Culture can feel like a soft concept, but Cribl treated it as a foundational piece of their operating system. By writing down their values when they were fewer than ten employees, they created a durable framework for hiring and decision-making. The takeaway is that culture must be intentionally designed and rigorously defended. Sharp’s primary rule for this is simple:
“If you put the customer first… literally almost everything else will take care of itself.”
The entrepreneurial path is paved with setbacks. Instead of trying to forget the “traumatic and awful” experience of their first failed venture, the Cribl founders use it as an anchor. It provides invaluable perspective, making current challenges seem more manageable in comparison. For every entrepreneur facing their own struggles, the lesson is to not just survive hardship, but to internalize it as a source of strength for the long journey ahead.
The Cribl case study is a powerful narrative about more than just building a successful software company; it is a story of resilience, the importance of listening to the market, and the power of a strong founding team. Its journey from the brink of failure to a $2.5 billion market leader provides a clear and inspiring roadmap for startups and entrepreneurs everywhere. By creating a new category and championing customer choice, Cribl transformed a universal pain point into a generational opportunity.
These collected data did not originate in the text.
//! Mirror Redirector
//!
//! A geography-aware HTTP redirect dispatcher for a network of download
//! mirrors. Every request is answered with a `302 Found` pointing at the
//! best mirror for the client: the nearest available one, or a weighted
//! random pick from a region-pinned override list.
//!
//! # Overview
//!
//! For each request the redirector
//!
//! 1. locates the client by IP address (MaxMind City database),
//! 2. picks a mirror from the live topology snapshot,
//! 3. rewrites the path under the mirror's base path, optionally through a
//!    remap table of stable aliases,
//! 4. answers with the redirect and an `X-Geo-Distance` header.
//!
//! Mirror topology and the remap table are hot-reloadable. A reload builds a
//! complete new snapshot and publishes it with one atomic swap; requests in
//! flight keep the snapshot they started with.
//!
//! # Quick Start
//!
//! ```rust,no_run
//! use mirror_redirector::{
//!     RedirectEngine, RedirectSettings, RedirectorConfig, RedirectorMetrics, StaticLocator,
//!     TopologyController,
//! };
//! use std::sync::Arc;
//!
//! # fn main() -> Result<(), Box<dyn std::error::Error>> {
//! let config = RedirectorConfig::from_file("redirector.yaml")?;
//!
//! let controller = Arc::new(TopologyController::empty());
//! controller.reload(&config.topology, config.remap_source()?.as_ref(), "redirector.yaml")?;
//!
//! let engine = RedirectEngine::new(
//!     controller,
//!     Arc::new(StaticLocator::new()),
//!     RedirectorMetrics::new()?,
//!     RedirectSettings::from_config(&config),
//! );
//!
//! let decision = engine.decide("/images/board.img.xz", None, "203.0.113.7".parse()?)?;
//! println!("Location: {}", decision.location()?);
//! # Ok(())
//! # }
//! ```
//!
//! # Architecture
//!
//! - [`geo`]: great-circle distance
//! - [`MirrorRegistry`]: mirrors, nearest search, weighted region overrides
//! - [`RemapTable`]: exact-match path aliases from delimited text or a
//!   release asset list
//! - [`TopologyController`]: snapshot publication and serialized reloads
//! - [`RedirectEngine`]: per-request decision
//! - [`RedirectServer`], [`ReloadHandler`], [`MetricsEndpoint`]: HTTP surface
//!
//! # Configuration
//!
//! ```yaml
//! bind_address: "0.0.0.0:8080"
//! geodb_path: "GeoLite2-City.mmdb"
//! reload_token: "secret"
//! remap:
//!   path: "dl_map.csv"
//! mirrors:
//!   - host: "fra.example.com"
//!     path: "/armbian"
//!     latitude: 50.11
//!     longitude: 8.68
//!     weight: 10
//! regions:
//!   eu: ["fra.example.com"]
//! ```
//!
//! See [`RedirectorConfig`] for every option.

pub mod assets;
pub mod config;
pub mod error;
pub mod geo;
pub mod geoip;
pub mod metrics;
pub mod metrics_endpoint;
pub mod mirror;
pub mod redirect;
pub mod reload_handler;
pub mod remap;
pub mod server;
pub mod snapshot;
pub mod weighted;

pub use assets::{AssetKeys, AssetList, ReleaseAsset};
pub use config::{MetricsEndpointConfig, MirrorConfig, RedirectorConfig, RemapConfig, TopologyConfig};
pub use error::{RedirectorError, ReloadStage, Result};
pub use geo::{distance, Coordinate};
pub use geoip::{GeoLocator, MaxMindLocator, StaticLocator};
pub use metrics::{MetricsSnapshot, RedirectorMetrics};
pub use metrics_endpoint::MetricsEndpoint;
pub use mirror::{MirrorRegistry, MirrorServer, MirrorSummary};
pub use redirect::{ClientLocation, RedirectDecision, RedirectEngine, RedirectSettings};
pub use reload_handler::{ReloadHandler, ReloadResponse};
pub use remap::{RemapFormat, RemapLoad, RemapSource, RemapTable};
pub use server::RedirectServer;
pub use snapshot::{ReloadReport, TopologyController, TopologySnapshot, TopologySummary};
pub use weighted::{weighted_choice, Choice};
What sets Cribl apart is its masterful handling of dualities: it is both a partner to the ecosystem and a disruptor of the status quo; its brand is both fun and deeply serious; and its product-led growth motion is seamlessly integrated with a sophisticated enterprise sales strategy. The ultimate takeaway from Cribl’s success is that enduring companies are often forged in the fires of early challenges. They are built by teams who are humble enough to pivot, bold enough to define a new market, and resilient enough to see their vision through to completion. For any entrepreneur, Cribl’s story is a definitive guide to turning adversity into advantage.